The sole question remaining is whether defendant Gallon's conviction must be reversed due to the error. The prosecutor contends that Gallon has no standing to raise the issue of the violation of defendant McGee's right to remain silent. It is true that a defendant has no standing to either claim the privilege against self-incrimination for a witness or to complain about an error on the part of the trial judge in overruling the witness's attempt to assert it. People v Poma, supra, p 730; People v St Onge, 63 Mich. App. 16, 18; 233 NW2d 874 (1975). However, defendant Gallon can still claim that the testimony regarding defendant McGee's exercise of his right against self-incrimination prejudiced the defendant. See People v Poma, supra, 730.
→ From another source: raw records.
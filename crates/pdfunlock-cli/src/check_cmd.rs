use std::path::PathBuf;

use pdfunlock::{BatchResult, FileOutcome, UnlockOptions, Unlocker};

use crate::cli::{OutputFormat, PasswordArgs};
use crate::shared::{ProgressReporter, batch_to_json, resolve_password, select_files};

/// Same pipeline as `remove`, including output verification, but nothing is
/// written back.
pub fn run(
    files: &[PathBuf],
    password: &PasswordArgs,
    format: &OutputFormat,
    quiet: bool,
) -> Result<(), i32> {
    let selection = select_files(files)?;
    let password = resolve_password(password)?;

    let unlocker = Unlocker::new(UnlockOptions::dry_run());
    let progress = ProgressReporter::new(selection.len(), quiet);
    let result = unlocker.process_with_progress(selection.all(), &password, |index, report| {
        progress.report(index + 1, &report.path);
    });
    progress.finish();

    print_check(&result, format)
}

fn print_check(result: &BatchResult, format: &OutputFormat) -> Result<(), i32> {
    match format {
        OutputFormat::Text => {
            for report in result {
                match report.outcome {
                    FileOutcome::Success => {
                        println!("Password accepted: {}", report.path.display());
                    }
                    _ => println!("{}", report.message()),
                }
            }
            println!("{}", result.summary());
            println!("All files checked, nothing was modified.");
        }
        OutputFormat::Json => {
            let json = batch_to_json(result)
                .and_then(|mut output| {
                    output["dry_run"] = serde_json::Value::Bool(true);
                    serde_json::to_string_pretty(&output)
                })
                .map_err(|e| {
                    eprintln!("Error: failed to serialize JSON: {e}");
                    1
                })?;
            println!("{json}");
        }
    }
    Ok(())
}
//! Configuration for the unlock engine.

/// Options controlling how each file is unlocked.
#[derive(Debug, Clone, PartialEq, Eq)]
pub struct UnlockOptions {
    /// Maximum input PDF file size in bytes (default: None = no limit).
    pub max_input_bytes: Option<usize>,
    /// Re-open the decrypted output before it replaces the original
    /// (default: true).
    ///
    /// The output must parse without a password and keep the page count of
    /// the source document.
    pub verify_output: bool,
    /// Run every step except replacing the file on disk (default: false).
    pub dry_run: bool,
}

impl Default for UnlockOptions {
    fn default() -> Self {
        Self {
            max_input_bytes: None,
            verify_output: true,
            dry_run: false,
        }
    }
}

impl UnlockOptions {
    /// Options that check every file without writing anything.
    pub fn dry_run() -> Self {
        Self {
            dry_run: true,
            ..Self::default()
        }
    }
}
//! Error types for the parsing backend.
//!
//! Uses [`thiserror`] for ergonomic error derivation. Provides [`BackendError`]
//! that wraps backend-specific errors and converts them to [`UnlockError`].

use pdfunlock_core::UnlockError;
use thiserror::Error;

/// Error type for PDF backend operations.
///
/// Wraps backend-specific errors and provides conversion to [`UnlockError`]
/// for unified error handling across the library.
#[derive(Debug, Error)]
pub enum BackendError {
    /// Error from PDF parsing (structure, syntax, object resolution).
    #[error("PDF parse error: {0}")]
    Parse(String),

    /// Error reading PDF data.
    #[error("I/O error: {0}")]
    Io(#[from] std::io::Error),

    /// Decryption failed for a reason other than a wrong password
    /// (unsupported handler, malformed `/Encrypt` dictionary).
    #[error("decryption failed: {0}")]
    Decrypt(String),

    /// Error serializing the document back to bytes.
    #[error("serialize error: {0}")]
    Serialize(String),

    /// A core library error.
    #[error(transparent)]
    Core(#[from] UnlockError),
}

impl From<BackendError> for UnlockError {
    fn from(err: BackendError) -> Self {
        match err {
            BackendError::Parse(msg) => UnlockError::ParseError(msg),
            BackendError::Io(e) => UnlockError::IoError(e.to_string()),
            BackendError::Decrypt(msg) => UnlockError::Other(format!("decryption failed: {msg}")),
            BackendError::Serialize(msg) => UnlockError::SerializeError(msg),
            BackendError::Core(e) => e,
        }
    }
}
//! Error types for pdfunlock-rs.
//!
//! Provides [`UnlockError`], the typed failure of a single-file unlock
//! attempt. The batch engine never propagates it past a file boundary; it is
//! folded into a [`FileOutcome`](crate::FileOutcome) instead.

use std::fmt;

/// Errors that stop the unlock of one PDF file.
#[derive(Debug, Clone, PartialEq)]
pub enum UnlockError {
    /// Error parsing PDF structure or syntax.
    ParseError(String),
    /// I/O error reading or replacing the file.
    IoError(String),
    /// The decrypted document could not be written back out.
    SerializeError(String),
    /// A configured resource limit was exceeded.
    ResourceLimitExceeded {
        /// Name of the limit that was exceeded (e.g., "max_input_bytes").
        limit_name: String,
        /// The configured limit value.
        limit_value: usize,
        /// The actual value that exceeded the limit.
        actual_value: usize,
    },
    /// The PDF is encrypted and requires a password to open.
    PasswordRequired,
    /// The supplied password is incorrect for this encrypted PDF.
    InvalidPassword,
    /// The re-serialized document did not survive a re-open check.
    VerificationFailed(String),
    /// Any other error not covered by specific variants.
    Other(String),
}

impl UnlockError {
    /// Whether this error means the password was rejected, as opposed to the
    /// file itself being unusable.
    pub fn is_password_error(&self) -> bool {
        matches!(self, UnlockError::InvalidPassword)
    }
}

impl fmt::Display for UnlockError {
    fn fmt(&self, f: &mut fmt::Formatter<'_>) -> fmt::Result {
        match self {
            UnlockError::ParseError(msg) => write!(f, "parse error: {msg}"),
            UnlockError::IoError(msg) => write!(f, "I/O error: {msg}"),
            UnlockError::SerializeError(msg) => write!(f, "failed to write PDF: {msg}"),
            UnlockError::ResourceLimitExceeded {
                limit_name,
                limit_value,
                actual_value,
            } => write!(
                f,
                "resource limit exceeded: {limit_name} (limit: {limit_value}, actual: {actual_value})"
            ),
            UnlockError::PasswordRequired => write!(f, "PDF is encrypted and requires a password"),
            UnlockError::InvalidPassword => write!(f, "the supplied password is incorrect"),
            UnlockError::VerificationFailed(msg) => {
                write!(f, "decrypted output failed verification: {msg}")
            }
            UnlockError::Other(msg) => write!(f, "{msg}"),
        }
    }
}

impl std::error::Error for UnlockError {}

impl From<std::io::Error> for UnlockError {
    fn from(err: std::io::Error) -> Self {
        UnlockError::IoError(err.to_string())
    }
}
In Poma, this Court held that it is inherently prejudicial to place a witness on the stand who is intimately related to the criminal episode at issue, when it is known that the witness will assert his privilege against self-incrimination, for there is a danger that an adverse inference may be drawn against the accused from the exercise of the privilege. Poma, supra, pp 730-733. See also People v Giacalone, 399 Mich. 642, 646; 250 NW2d 492 *191 (1977). The reasoning in Poma compels this Court to conclude that the improper testimony concerning defendant McGee's assertion of his privilege against self-incrimination was inherently prejudicial to defendant Gallon's defense and requires reversal of Gallon's conviction. Defendants Gallon and McGee were apprehended together shortly after the robbery and were found in possession of the fruits and instrumentalities of the crime. Defendant McGee took the stand and denied involvement in the crime, claiming that he and Gallon had picked up the clothes, weapons and stolen merchandise after observing someone throw two bags containing the items out of an automobile. Defendant Gallon did not testify. There is no question that the prosecution's case against defendant Gallon was intertwined with the case against defendant McGee and that it was highly unlikely, on the facts of this case, that one defendant could be acquitted while the other could be convicted. It is also clear that any inculpatory conduct or statement by defendant McGee also inculpated defendant Gallon. Accordingly, an adverse inference drawn from defendant McGee's refusal to answer the detective's questions would also be prejudicial to Gallon's defense. Under these circumstances, we find that the testimony concerning defendant McGee's assertion of his right to remain silent was inherently prejudicial to defendant Gallon's case and requires reversal of Gallon's conviction.

Our disposition of these issues makes it unnecessary to resolve the other issues raised in this appeal.

Reversed and remanded for a new trial.

NOTES

[*] Circuit judge, sitting on the Court of Appeals by assignment.